— PROMPT —
Among the records, which lines hold the word "restored"? Pick them out.

— TASK MATERIAL —
[Start of section]

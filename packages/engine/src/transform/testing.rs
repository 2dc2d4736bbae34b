//! Test file fixes for React Testing Library suites.

use std::collections::BTreeSet;

use oxc_ast::ast::{Expression, ImportDeclarationSpecifier, ImportOrExportKind, Program, Statement};
use oxc_span::GetSpan;

use crate::api::ChangeKind;

use super::syntax::{callee_name, imported_locals, imports_end};
use super::walk::{walk_program, Node, NodeVisitor};
use super::{Rewriter, TreeVisitor, VisitContext};

pub const TESTING_LIBRARY: &str = "@testing-library/react";
pub const JEST_DOM: &str = "@testing-library/jest-dom";

const HELPERS: [&str; 3] = ["render", "screen", "fireEvent"];

pub const DOM_MATCHERS: [&str; 12] = [
    "toBeInTheDocument",
    "toHaveTextContent",
    "toHaveAttribute",
    "toHaveClass",
    "toBeVisible",
    "toBeDisabled",
    "toBeEnabled",
    "toHaveValue",
    "toBeChecked",
    "toHaveStyle",
    "toHaveFocus",
    "toBeEmptyDOMElement",
];

const TEST_FUNCTIONS: [&str; 6] = ["it", "test", "it.only", "test.only", "it.skip", "test.skip"];

#[derive(Default)]
struct Usage {
    referenced: BTreeSet<&'static str>,
    declared: BTreeSet<&'static str>,
    matchers: bool,
    /// Start offsets of non-async test callbacks containing `await`.
    async_callbacks: BTreeSet<u32>,
}

fn helper(name: &str) -> Option<&'static str> {
    HELPERS.iter().copied().find(|h| *h == name)
}

impl<'n, 'a> NodeVisitor<'n, 'a> for Usage {
    fn enter(&mut self, node: Node<'n, 'a>, ancestors: &[Node<'n, 'a>]) {
        match node {
            Node::Expression(Expression::Identifier(id)) => {
                if let Some(h) = helper(id.name.as_str()) {
                    self.referenced.insert(h);
                }
            }
            Node::Expression(Expression::StaticMemberExpression(m)) => {
                if DOM_MATCHERS.contains(&m.property.name.as_str()) {
                    self.matchers = true;
                }
            }
            Node::Expression(Expression::AwaitExpression(_)) => {
                if let Some(start) = enclosing_test_callback(ancestors) {
                    self.async_callbacks.insert(start);
                }
            }
            Node::VariableDeclaration(d) => {
                for declarator in &d.declarations {
                    if let Some(h) = declarator
                        .id
                        .get_binding_identifier()
                        .and_then(|id| helper(id.name.as_str()))
                    {
                        self.declared.insert(h);
                    }
                }
            }
            Node::Function(f) => {
                if let Some(h) = f.id.as_ref().and_then(|id| helper(id.name.as_str())) {
                    self.declared.insert(h);
                }
            }
            _ => {}
        }
    }
}

/// Start of the nearest enclosing function when it is a synchronous callback
/// passed to `it` / `test`.
fn enclosing_test_callback(ancestors: &[Node<'_, '_>]) -> Option<u32> {
    let mut i = ancestors.iter().rposition(Node::is_function_boundary)?;
    if let Node::Function(f) = ancestors[i] {
        if f.r#async {
            return None;
        }
        i = i.checked_sub(1)?;
    }
    let callback = ancestors[i].as_expression()?;
    match callback {
        Expression::ArrowFunctionExpression(f) if f.r#async => return None,
        Expression::ArrowFunctionExpression(_) | Expression::FunctionExpression(_) => {}
        _ => return None,
    }
    let Some(Expression::CallExpression(call)) = ancestors[i.checked_sub(1)?].as_expression() else {
        return None;
    };
    let is_test = callee_name(call).is_some_and(|name| TEST_FUNCTIONS.contains(&name.as_str()));
    let is_callback = call
        .arguments
        .iter()
        .filter_map(|a| a.as_expression())
        .any(|a| a.span() == callback.span());
    (is_test && is_callback).then_some(callback.span().start)
}

fn scan(cx: &VisitContext<'_, '_>) -> Usage {
    let mut usage = Usage::default();
    walk_program(cx.program, &mut usage);
    usage
}

/// Adds `render` / `screen` / `fireEvent` imports the suite relies on.
pub struct TestingLibraryImports;

impl TreeVisitor for TestingLibraryImports {
    fn name(&self) -> &'static str {
        "testing-library-imports"
    }

    fn visit(&self, cx: &VisitContext<'_, '_>, rw: &mut Rewriter<'_>) {
        let usage = scan(cx);
        let imported = imported_locals(cx.program);
        let missing: Vec<&str> = HELPERS
            .iter()
            .copied()
            .filter(|h| {
                usage.referenced.contains(h) && !usage.declared.contains(h) && !imported.contains(h)
            })
            .collect();
        if missing.is_empty() {
            return;
        }

        let existing = cx.program.body.iter().find_map(|stmt| match stmt {
            Statement::ImportDeclaration(decl)
                if decl.source.value.as_str() == TESTING_LIBRARY
                    && decl.import_kind == ImportOrExportKind::Value =>
            {
                decl.specifiers
                    .iter()
                    .flatten()
                    .filter(|s| matches!(s, ImportDeclarationSpecifier::ImportSpecifier(_)))
                    .last()
            }
            _ => None,
        });

        let at = match existing {
            Some(last) => {
                let at = last.span().end;
                rw.insert(at, format!(", {}", missing.join(", ")));
                at
            }
            None => {
                let at = imports_end(cx.program, cx.text);
                rw.insert(
                    at,
                    format!("import {{ {} }} from \"{}\";\n", missing.join(", "), TESTING_LIBRARY),
                );
                at
            }
        };
        for name in missing {
            rw.change(
                ChangeKind::ImportAdded,
                format!("imported `{}` from {}", name, TESTING_LIBRARY),
                at,
            );
        }
    }
}

/// DOM matchers need the jest-dom extension loaded.
pub struct JestDomImport;

pub fn imports_jest_dom(program: &Program<'_>) -> bool {
    program.body.iter().any(|stmt| {
        matches!(stmt, Statement::ImportDeclaration(decl) if decl.source.value.as_str().starts_with(JEST_DOM))
    })
}

impl TreeVisitor for JestDomImport {
    fn name(&self) -> &'static str {
        "jest-dom-import"
    }

    fn visit(&self, cx: &VisitContext<'_, '_>, rw: &mut Rewriter<'_>) {
        if imports_jest_dom(cx.program) || !scan(cx).matchers {
            return;
        }
        let at = imports_end(cx.program, cx.text);
        rw.insert(at, format!("import \"{}\";\n", JEST_DOM));
        rw.change(ChangeKind::ImportAdded, "imported @testing-library/jest-dom matchers", at);
    }
}

/// Test callbacks that `await` must be `async`.
pub struct AsyncTestCallbacks;

impl TreeVisitor for AsyncTestCallbacks {
    fn name(&self) -> &'static str {
        "async-test-callbacks"
    }

    fn visit(&self, cx: &VisitContext<'_, '_>, rw: &mut Rewriter<'_>) {
        for start in scan(cx).async_callbacks {
            rw.insert(start, "async ");
            rw.change(ChangeKind::TestScaffold, "marked an awaiting test callback async", start);
        }
    }
}
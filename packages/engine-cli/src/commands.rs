//! `backups`, `restore` and `rules`.

use std::fmt::Write;
use std::path::{Path, PathBuf};

use mend_engine::backup::BackupInfo;
use mend_engine::learning::RuleStore;
use mend_engine::Engine;

pub fn render_backups(file: &Path, backups: &[BackupInfo]) -> String {
    let mut out = String::new();
    if backups.is_empty() {
        let _ = writeln!(out, "no backups for {}", file.display());
        return out;
    }
    let _ = writeln!(out, "{} backup(s) for {}", backups.len(), file.display());
    for backup in backups {
        let _ = writeln!(
            out,
            "  {}  {}  {}",
            backup.timestamp,
            backup.hash,
            backup.backup_path.display()
        );
    }
    out
}

pub fn restore(engine: &Engine, backup: &Path, target: Option<&Path>) -> anyhow::Result<PathBuf> {
    let restored = engine.backups().restore_from_backup(backup, target)?;
    Ok(restored)
}

pub fn render_rules(store: &RuleStore) -> String {
    let mut out = String::new();
    if store.is_empty() {
        let _ = writeln!(out, "no learned rules in {}", store.path().display());
        return out;
    }
    let threshold = store.config().confidence_threshold;
    for rule in store.rules() {
        let marker = if rule.confidence >= threshold { "*" } else { " " };
        let _ = writeln!(
            out,
            "{} [{:.2} x{}] layer {}: {}",
            marker, rule.confidence, rule.frequency, rule.layer, rule.description
        );
        let _ = writeln!(out, "    {} => {}", rule.pattern, rule.replacement);
    }
    out
}
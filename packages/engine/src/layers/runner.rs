//! Per-layer stage logic: tree pass, validation, fallback, validation.
//!
//! Whatever happens here, a layer never hands invalid text to the next one:
//! when neither stage produces validated output the input passes through
//! unchanged and the result carries the error.

use tracing::{debug, warn};

use crate::api::{LayerResult, LayerStrategy};
use crate::error::{EngineError, ErrorInfo, Result};
use crate::transform::{validate, Rewrite, SourceFile};

use super::Layer;

pub fn run_layer(layer: &dyn Layer, code: &str, file: &SourceFile) -> LayerResult {
    let id = layer.id();
    if !layer.applies_to(file) {
        debug!(layer = %id, path = %file.path().display(), "layer does not apply");
        return LayerResult::passthrough(id, code, LayerStrategy::Skipped);
    }

    let tree_error = match tree_stage(layer, code, file) {
        Ok(rewrite) => {
            let strategy = if rewrite.changes.is_empty() && rewrite.code == code {
                LayerStrategy::Unchanged
            } else {
                LayerStrategy::Tree
            };
            return finish(layer, code, rewrite, strategy, Vec::new());
        }
        Err(e) => e,
    };

    warn!(
        layer = %id,
        path = %file.path().display(),
        "tree pass discarded, trying pattern fallback: {}",
        tree_error
    );
    let mut warnings = vec![format!("tree transform failed: {}", tree_error)];

    let fallback = layer.fallback(code, file);
    if fallback.code != code {
        match validate(&fallback.code, file) {
            Ok(()) => {
                debug!(layer = %id, changes = fallback.changes.len(), "fallback output validated");
                return finish(layer, code, fallback, LayerStrategy::Fallback, warnings);
            }
            Err(e) => {
                warn!(layer = %id, path = %file.path().display(), "fallback output discarded: {}", e);
                warnings.push(format!("pattern fallback produced invalid output: {}", e));
                return failed(layer, code, &e, warnings);
            }
        }
    }

    // Nothing to fall back to. Unparsable input is a failure; otherwise the
    // layer simply had nothing it could safely do.
    match validate(code, file) {
        Ok(()) => {
            let mut result = LayerResult::passthrough(id, code, LayerStrategy::Unchanged);
            result.warnings = warnings;
            result
        }
        Err(_) => failed(layer, code, &tree_error, warnings),
    }
}

fn tree_stage(layer: &dyn Layer, code: &str, file: &SourceFile) -> Result<Rewrite> {
    let rewrite = layer.transform(code, file)?;
    validate(&rewrite.code, file)
        .map_err(|e| EngineError::validation("tree transform", e.to_string()))?;
    Ok(rewrite)
}

fn finish(
    layer: &dyn Layer,
    code: &str,
    rewrite: Rewrite,
    strategy: LayerStrategy,
    mut warnings: Vec<String>,
) -> LayerResult {
    warnings.extend(rewrite.warnings);
    let id = layer.id();
    LayerResult {
        layer: id,
        name: id.name().to_string(),
        success: true,
        code: rewrite.code,
        original_code: code.to_string(),
        change_count: rewrite.changes.len(),
        changes: rewrite.changes,
        warnings,
        strategy,
        error: None,
        backup_path: None,
    }
}

fn failed(layer: &dyn Layer, code: &str, error: &EngineError, warnings: Vec<String>) -> LayerResult {
    let mut result = LayerResult::passthrough(layer.id(), code, LayerStrategy::Failed);
    result.success = false;
    result.warnings = warnings;
    result.error = Some(ErrorInfo::from(error));
    result
}
use serde::{Deserialize, Serialize};

#[derive(Debug, Clone, Copy, PartialEq, Serialize, Deserialize)]
pub struct Point {
    pub x: f64,
    pub y: f64,
}

impl Point {
    pub fn new(x: f64, y: f64) -> Self {
        Self { x, y }
    }
}

#[derive(Debug, Clone, Copy, PartialEq, Serialize, Deserialize)]
pub struct Rect {
    pub x: f64,
    pub y: f64,
    pub w: f64,
    pub h: f64,
}

impl Rect {
    pub fn new(x: f64, y: f64, w: f64, h: f64) -> Self {
        Self { x, y, w, h }
    }

    pub fn right(&self) -> f64 {
        self.x + self.w
    }

    pub fn bottom(&self) -> f64 {
        self.y + self.h
    }

    pub fn contains(&self, p: Point) -> bool {
        p.x >= self.x && p.x < self.right() && p.y >= self.y && p.y < self.bottom()
    }

    /// Smallest rectangle covering both `self` and `other`.
    pub fn union(&self, other: &Rect) -> Rect {
        let x = self.x.min(other.x);
        let y = self.y.min(other.y);
        Rect::new(
            x,
            y,
            self.right().max(other.right()) - x,
            self.bottom().max(other.bottom()) - y,
        )
    }
}

/// The visible region of a canvas, in canvas units.
#[derive(Debug, Clone, Copy, PartialEq, Serialize, Deserialize)]
pub struct Viewport {
    pub x: f64,
    pub y: f64,
    pub width: f64,
    pub height: f64,
}

impl Viewport {
    pub fn sized(width: f64, height: f64) -> Self {
        Self {
            x: 0.0,
            y: 0.0,
            width,
            height,
        }
    }
}

#[cfg(test)]
mod tests {
    use super::*;

    #[test]
    fn rect_contains_is_half_open() {
        let r = Rect::new(10.0, 10.0, 5.0, 5.0);
        assert!(r.contains(Point::new(10.0, 10.0)));
        assert!(r.contains(Point::new(14.9, 14.9)));
        assert!(!r.contains(Point::new(15.0, 12.0)));
    }

    #[test]
    fn union_covers_both() {
        let a = Rect::new(0.0, 0.0, 10.0, 10.0);
        let b = Rect::new(20.0, 5.0, 10.0, 30.0);
        assert_eq!(a.union(&b), Rect::new(0.0, 0.0, 30.0, 35.0));
    }
}
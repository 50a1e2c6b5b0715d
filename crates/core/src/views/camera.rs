use thorn_insight_protocol::{Point, Rect, Viewport};

pub const MIN_SCALE: f64 = 0.1;
pub const MAX_SCALE: f64 = 2.0;
pub const ZOOM_STEP: f64 = 0.1;

/// Pan/zoom state for the graph canvas. Screen = world * scale + translate.
#[derive(Debug, Clone, Copy, PartialEq)]
pub struct Camera {
    pub scale: f64,
    pub translate: Point,
    drag_origin: Option<Point>,
}

impl Default for Camera {
    fn default() -> Self {
        Self {
            scale: 1.0,
            translate: Point::new(0.0, 0.0),
            drag_origin: None,
        }
    }
}

impl Camera {
    pub fn zoom_in(&mut self) {
        self.set_scale(self.scale + ZOOM_STEP);
    }

    pub fn zoom_out(&mut self) {
        self.set_scale(self.scale - ZOOM_STEP);
    }

    fn set_scale(&mut self, scale: f64) {
        // Drop float drift only; a fitted scale keeps its fraction.
        self.scale = ((scale * 1e9).round() / 1e9).clamp(MIN_SCALE, MAX_SCALE);
    }

    /// Scale and center `bounds` inside `viewport`. Empty bounds reset.
    pub fn fit(&mut self, bounds: Rect, viewport: Viewport) {
        if bounds.w <= 0.0 || bounds.h <= 0.0 || viewport.width <= 0.0 || viewport.height <= 0.0
        {
            *self = Self::default();
            return;
        }
        let scale = (viewport.width / bounds.w)
            .min(viewport.height / bounds.h)
            .clamp(MIN_SCALE, MAX_SCALE);
        self.scale = scale;
        self.translate = Point::new(
            viewport.x + (viewport.width - bounds.w * scale) / 2.0 - bounds.x * scale,
            viewport.y + (viewport.height - bounds.h * scale) / 2.0 - bounds.y * scale,
        );
        self.drag_origin = None;
    }

    pub fn begin_drag(&mut self, screen: Point) {
        self.drag_origin = Some(Point::new(
            screen.x - self.translate.x,
            screen.y - self.translate.y,
        ));
    }

    /// Returns whether the camera moved.
    pub fn drag_to(&mut self, screen: Point) -> bool {
        match self.drag_origin {
            Some(origin) => {
                self.translate = Point::new(screen.x - origin.x, screen.y - origin.y);
                true
            }
            None => false,
        }
    }

    pub fn end_drag(&mut self) {
        self.drag_origin = None;
    }

    pub fn is_dragging(&self) -> bool {
        self.drag_origin.is_some()
    }

    pub fn to_world(&self, screen: Point) -> Point {
        Point::new(
            (screen.x - self.translate.x) / self.scale,
            (screen.y - self.translate.y) / self.scale,
        )
    }

    pub fn to_screen(&self, world: Point) -> Point {
        Point::new(
            world.x * self.scale + self.translate.x,
            world.y * self.scale + self.translate.y,
        )
    }
}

[End of section]

— EXERCISE ANSWER —
    let restored = engine.backups().restore_from_backup(backup, target)?;
    Ok(restored)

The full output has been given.